Today, I’ll be turning the clock back just 28, or should I say, 69 years to 1947 Las Angeles and just another day for Private Investigator, Eddie Valiant.
As shown in the touching scene when Eddie gets home from taking incriminating photos of Jessica with Marvin Acme, pushing her husband, Roger into alleged murder. Eddie Valiant and his brother, Teddy were extremely close.
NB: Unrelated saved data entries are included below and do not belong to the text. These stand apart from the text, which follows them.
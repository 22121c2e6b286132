use tracing::info;

use crate::models::opportunity::{OpportunityKind, Priority, Recommendation};
use crate::models::profile::UnifiedProfile;

const HIGH_PRIORITY_SCORE: f64 = 1.0;
const MEDIUM_PRIORITY_SCORE: f64 = 0.5;

/// One recommendation per course listed in the profile's
/// `recommended_courses`.
///
/// Priority is High only when the course id literally appears among the
/// student's skill gaps. The reason names up to the first two gaps.
pub fn recommend_courses(profiles: &[UnifiedProfile]) -> Vec<Recommendation> {
    let recommendations: Vec<Recommendation> = profiles
        .iter()
        .flat_map(|profile| {
            let gaps = profile.skill_gaps();
            let reasons = if gaps.is_empty() {
                Vec::new()
            } else {
                let named: Vec<&str> = gaps.iter().take(2).map(String::as_str).collect();
                vec![format!("Addresses skill gap: {}", named.join(", "))]
            };

            profile.recommended_courses().iter().map(move |course_id| {
                let priority = if gaps.contains(course_id) {
                    Priority::High
                } else {
                    Priority::Medium
                };
                Recommendation {
                    student_id: profile.student_id.clone(),
                    opportunity_id: course_id.clone(),
                    opportunity_kind: OpportunityKind::Course,
                    match_score: match priority {
                        Priority::High => HIGH_PRIORITY_SCORE,
                        Priority::Medium => MEDIUM_PRIORITY_SCORE,
                    },
                    reasons: reasons.clone(),
                    priority: Some(priority),
                }
            })
        })
        .collect();

    info!(recommendations = recommendations.len(), "course recommendations built");
    recommendations
}
// Search index construction and query serving.

pub mod builder;
pub mod filters;
pub mod handlers;
pub mod relevance;
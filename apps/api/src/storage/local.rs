use std::io::ErrorKind;
use std::path::{Component, Path, PathBuf};

use async_trait::async_trait;
use bytes::Bytes;
use tracing::debug;

use crate::storage::{BlobStore, StorageError};

/// Objects stored as files under `root`, keys used as relative paths.
#[derive(Debug, Clone)]
pub struct LocalBlobStore {
    root: PathBuf,
}

impl LocalBlobStore {
    pub fn new(root: impl Into<PathBuf>) -> Self {
        Self { root: root.into() }
    }

    fn path_for(&self, key: &str) -> Result<PathBuf, StorageError> {
        let relative = Path::new(key);
        let is_plain = !key.is_empty()
            && relative
                .components()
                .all(|c| matches!(c, Component::Normal(_)));
        if !is_plain {
            return Err(StorageError::InvalidKey(key.to_string()));
        }
        Ok(self.root.join(relative))
    }
}

#[async_trait]
impl BlobStore for LocalBlobStore {
    async fn put(&self, key: &str, body: Bytes, _content_type: &str) -> Result<(), StorageError> {
        let path = self.path_for(key)?;
        if let Some(parent) = path.parent() {
            tokio::fs::create_dir_all(parent).await?;
        }
        tokio::fs::write(&path, &body).await?;
        debug!(path = %path.display(), bytes = body.len(), "wrote object");
        Ok(())
    }

    async fn get(&self, key: &str) -> Result<Bytes, StorageError> {
        let path = self.path_for(key)?;
        match tokio::fs::read(&path).await {
            Ok(contents) => Ok(Bytes::from(contents)),
            Err(e) if e.kind() == ErrorKind::NotFound => Err(StorageError::NotFound(key.to_string())),
            Err(e) => Err(e.into()),
        }
    }

    fn backend(&self) -> &'static str {
        "local"
    }
}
The two briefly followed in their father’s footsteps and toured along side him as circus clowns for Barnum and Bailey in 1906. They changed career paths and graduated from the LAPD in 1925. Somewhere along the line Eddie met Dolores as seen in the photo, “Two Flatfoots and a Floozy go into Business” in 1938. Valiant and Valiant are pretty successful, having rescued Donald Duck’s nephews who were kidnapped and clearing Goofy’s name from accusations of espionage. As seen from these cases the brothers generally focused on toon cases. (In those same newspaper clippings it’s revealed that Mickey Mouse is the Mayor of Toon Town, check out the 01:39 mark). Teddy was killed by a toon who got away and judging by the date on his untouched desk, perhaps the accident occurred on Friday the 13th? Not to leave you on a heavy note, but did you notice that Teddy owns a Betty Boop doll?
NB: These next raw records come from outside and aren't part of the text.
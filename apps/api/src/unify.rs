//! Merges student-facing records from every source into one `UnifiedProfile`
//! per `student_id`.
//!
//! Merge precedence is declared by `SourcePriority`, never by map iteration
//! order. Single-threaded: merges into the same key do not commute.

use std::collections::{BTreeMap, HashMap};

use serde::{Deserialize, Serialize};
use tracing::{debug, info};

use crate::models::profile::UnifiedProfile;
use crate::models::record::{CleanedRecord, SourceId};

/// Refreshable analytics fields. Later records overwrite earlier values unless
/// the later value is blank (missing, empty text or an empty list).
pub const ENRICHMENT_FIELDS: &[&str] = &[
    "performance_score",
    "engagement_level",
    "learning_style",
    "skill_gaps",
    "recommended_courses",
    "career_interest",
];

/// Merge order for sources, systems of record first.
#[derive(Debug, Clone, PartialEq, Eq, Serialize, Deserialize)]
pub struct SourcePriority(Vec<SourceId>);

impl Default for SourcePriority {
    fn default() -> Self {
        Self(vec![SourceId::Oracle, SourceId::Workday, SourceId::Tableau])
    }
}

impl SourcePriority {
    /// Duplicates are ignored; sources not listed go last, in default order.
    pub fn new(order: impl IntoIterator<Item = SourceId>) -> Self {
        let mut ordered: Vec<SourceId> = Vec::new();
        for source in order.into_iter().chain(Self::default().0) {
            if !ordered.contains(&source) {
                ordered.push(source);
            }
        }
        Self(ordered)
    }

    /// Parses a comma-separated list such as `oracle,workday,tableau`.
    pub fn parse(s: &str) -> Result<Self, String> {
        let sources = s
            .split(',')
            .filter(|part| !part.trim().is_empty())
            .map(|part| SourceId::parse(part).ok_or_else(|| format!("unknown source '{}'", part.trim())))
            .collect::<Result<Vec<_>, _>>()?;
        Ok(Self::new(sources))
    }

    pub fn ordered(&self) -> &[SourceId] {
        &self.0
    }
}

#[derive(Debug, Clone, PartialEq, Serialize)]
pub struct UnifyOutcome {
    /// In first-seen order.
    pub profiles: Vec<UnifiedProfile>,
    /// Student-facing records skipped for lacking a valid `student_id`.
    pub excluded: usize,
}

pub fn unify(
    cleaned_by_source: &BTreeMap<SourceId, Vec<CleanedRecord>>,
    priority: &SourcePriority,
) -> UnifyOutcome {
    let mut profiles: Vec<UnifiedProfile> = Vec::new();
    let mut by_id: HashMap<String, usize> = HashMap::new();
    let mut excluded = 0;

    for source in priority.ordered() {
        let Some(records) = cleaned_by_source.get(source) else {
            continue;
        };
        for record in records.iter().filter(|r| r.record_kind.is_student_facing()) {
            let Some(student_id) = record.text("student_id") else {
                excluded += 1;
                continue;
            };

            match by_id.get(student_id) {
                Some(&idx) => merge_into(&mut profiles[idx], record),
                None => {
                    by_id.insert(student_id.to_string(), profiles.len());
                    profiles.push(new_profile(student_id, record));
                }
            }
        }
    }

    if excluded > 0 {
        debug!(excluded, "records without student_id left out of unification");
    }
    info!(profiles = profiles.len(), excluded, "unified student profiles");

    UnifyOutcome { profiles, excluded }
}

fn new_profile(student_id: &str, record: &CleanedRecord) -> UnifiedProfile {
    let fields = record
        .fields
        .iter()
        .filter(|(name, _)| name.as_str() != "student_id")
        .map(|(name, value)| (name.clone(), value.clone()))
        .collect();
    UnifiedProfile {
        student_id: student_id.to_string(),
        fields,
        sources: vec![record.source_id],
    }
}

fn merge_into(profile: &mut UnifiedProfile, record: &CleanedRecord) {
    for (name, incoming) in &record.fields {
        if name == "student_id" {
            continue;
        }
        if ENRICHMENT_FIELDS.contains(&name.as_str()) {
            if !incoming.is_blank() {
                profile.fields.insert(name.clone(), incoming.clone());
            }
            continue;
        }
        match profile.fields.get(name) {
            None => {
                profile.fields.insert(name.clone(), incoming.clone());
            }
            Some(existing) if existing.is_blank() && !incoming.is_blank() => {
                profile.fields.insert(name.clone(), incoming.clone());
            }
            Some(_) => {}
        }
    }
    if !profile.sources.contains(&record.source_id) {
        profile.sources.push(record.source_id);
    }
}

#[cfg(test)]
mod tests {
    use super::*;
    use crate::models::record::{FieldValue, RecordKind};

    fn text(s: &str) -> FieldValue {
        FieldValue::Text(s.to_string())
    }

    fn rec(source: SourceId, kind: RecordKind, fields: &[(&str, FieldValue)]) -> CleanedRecord {
        let mut r = CleanedRecord::new(source, kind);
        for (name, value) in fields {
            r.set(name, value.clone());
        }
        r
    }

    fn fixture() -> BTreeMap<SourceId, Vec<CleanedRecord>> {
        let mut by_source = BTreeMap::new();
        by_source.insert(
            SourceId::Tableau,
            vec![
                rec(
                    SourceId::Tableau,
                    RecordKind::StudentAnalytics,
                    &[
                        ("student_id", text("STU001")),
                        ("email", text("analytics@example.com")),
                        ("performance_score", FieldValue::Number(85.5)),
                        ("skill_gaps", FieldValue::List(vec!["Machine Learning".to_string()])),
                    ],
                ),
                rec(
                    SourceId::Tableau,
                    RecordKind::StudentAnalytics,
                    &[
                        ("student_id", text("STU001")),
                        ("performance_score", FieldValue::Number(90.0)),
                    ],
                ),
            ],
        );
        by_source.insert(
            SourceId::Oracle,
            vec![
                rec(
                    SourceId::Oracle,
                    RecordKind::Student,
                    &[
                        ("student_id", text("STU001")),
                        ("email", text("john@example.com")),
                        ("gpa", FieldValue::Missing),
                    ],
                ),
                rec(
                    SourceId::Oracle,
                    RecordKind::Student,
                    &[("student_id", FieldValue::Missing), ("email", text("ghost@example.com"))],
                ),
            ],
        );
        by_source.insert(
            SourceId::Workday,
            vec![rec(
                SourceId::Workday,
                RecordKind::Student,
                &[
                    ("student_id", text("STU001")),
                    ("email", text("other@example.com")),
                    ("gpa", FieldValue::Number(3.8)),
                ],
            )],
        );
        by_source
    }

    #[test]
    fn test_one_profile_per_student_id() {
        let outcome = unify(&fixture(), &SourcePriority::default());
        assert_eq!(outcome.profiles.len(), 1);
        assert_eq!(outcome.excluded, 1);
        assert_eq!(
            outcome.profiles[0].sources,
            vec![SourceId::Oracle, SourceId::Workday, SourceId::Tableau]
        );
    }

    #[test]
    fn test_identity_fields_keep_system_of_record_value() {
        let outcome = unify(&fixture(), &SourcePriority::default());
        let profile = &outcome.profiles[0];
        assert_eq!(profile.get("email"), Some(&text("john@example.com")));
    }

    #[test]
    fn test_missing_identity_field_is_filled_by_later_source() {
        let outcome = unify(&fixture(), &SourcePriority::default());
        assert_eq!(outcome.profiles[0].gpa(), Some(3.8));
    }

    #[test]
    fn test_later_enrichment_wins() {
        let outcome = unify(&fixture(), &SourcePriority::default());
        let profile = &outcome.profiles[0];
        assert_eq!(profile.performance_score(), Some(90.0));
        assert_eq!(profile.skill_gaps(), ["Machine Learning"]);
    }

    #[test]
    fn test_priority_order_changes_identity_winner() {
        let priority = SourcePriority::new([SourceId::Workday, SourceId::Oracle]);
        let outcome = unify(&fixture(), &priority);
        assert_eq!(outcome.profiles[0].get("email"), Some(&text("other@example.com")));
    }

    #[test]
    fn test_unify_is_idempotent() {
        let input = fixture();
        let priority = SourcePriority::default();
        assert_eq!(unify(&input, &priority), unify(&input, &priority));
    }

    #[test]
    fn test_analytics_only_student_still_gets_profile() {
        let mut input = BTreeMap::new();
        input.insert(
            SourceId::Tableau,
            vec![rec(
                SourceId::Tableau,
                RecordKind::StudentAnalytics,
                &[("student_id", text("STU009")), ("career_interest", text("Data Science"))],
            )],
        );
        let outcome = unify(&input, &SourcePriority::default());
        assert_eq!(outcome.profiles[0].student_id, "STU009");
        assert_eq!(outcome.profiles[0].career_interest(), Some("Data Science"));
    }

    #[test]
    fn test_non_student_kinds_are_ignored() {
        let mut input = BTreeMap::new();
        input.insert(
            SourceId::Oracle,
            vec![rec(
                SourceId::Oracle,
                RecordKind::Enrollment,
                &[("student_id", text("STU001")), ("grade", text("A"))],
            )],
        );
        let outcome = unify(&input, &SourcePriority::default());
        assert!(outcome.profiles.is_empty());
        assert_eq!(outcome.excluded, 0);
    }

    #[test]
    fn test_source_priority_parse() {
        let priority = SourcePriority::parse("workday, oracle").unwrap();
        assert_eq!(
            priority.ordered(),
            [SourceId::Workday, SourceId::Oracle, SourceId::Tableau]
        );
        assert!(SourcePriority::parse("oracle,sap").is_err());
    }

    #[test]
    fn test_empty_enrichment_list_does_not_wipe_earlier_value() {
        let mut input = BTreeMap::new();
        input.insert(
            SourceId::Tableau,
            vec![
                rec(
                    SourceId::Tableau,
                    RecordKind::StudentAnalytics,
                    &[
                        ("student_id", text("STU001")),
                        ("skill_gaps", FieldValue::List(vec!["SQL".to_string()])),
                    ],
                ),
                rec(
                    SourceId::Tableau,
                    RecordKind::StudentAnalytics,
                    &[("student_id", text("STU001")), ("skill_gaps", FieldValue::List(vec![]))],
                ),
            ],
        );
        let outcome = unify(&input, &SourcePriority::default());
        assert_eq!(outcome.profiles[0].skill_gaps(), ["SQL"]);
    }
}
Who Framed Roger Rabbit is loosely based on the 1981 book, Who Censored Roger Rabbit? by Gary K. Wolf. In the book, Eddie Valiant is a thin, chain-smoker detective with a beard. Set in the present day, the toons are famous characters from comic strips rather than animations, such as Snoopy, Beetle Bailey and Dick Tracy. Speaking of Dick Tracy, Eddie’s attitude was based on the hard-boiled detective, inspirations for his character came from classic film noir detectives like Humphrey Bogart and Alan Ladd. And another clue from his brother, Teddy’s desk might be his pipe and magnifying glass, perhaps his character’s inspiration came from the British detective, Sherlock Holmes?
Bob Hoskins was not the first choice for the role of Eddie Valiant. When producer Steven Spielberg’s choice, Harrison Ford, was deemed too expensive, they asked Eddie Murphy and Chevy Chase. The two both turned it down. Both director Robert Zemeckis and Steven Spielberg wanted Bill Murray for the role but neither of them could reach Murray in time. Apparently, Murray stated in an interview that when he learned of this fact, he screamed out in public because he would have jumped at the chance. Marvel Comics published the official comic book adaptation of the novel a year after the film was released. I’m hoping to get my hands on a copy, the graphic novel is from Eddie’s perspective and told through the narrative of a detective story. When I was little, my parents and I used to watch Who Framed Roger Rabbit all the time. So much so that I would sing “Why Don’t You Do Right…” and pinch my Grandpa’s cheeks…I was kinda goofy like that 😛
Thank you for reading about Eddie Valiant!
I hope the rest of your week is wonderful!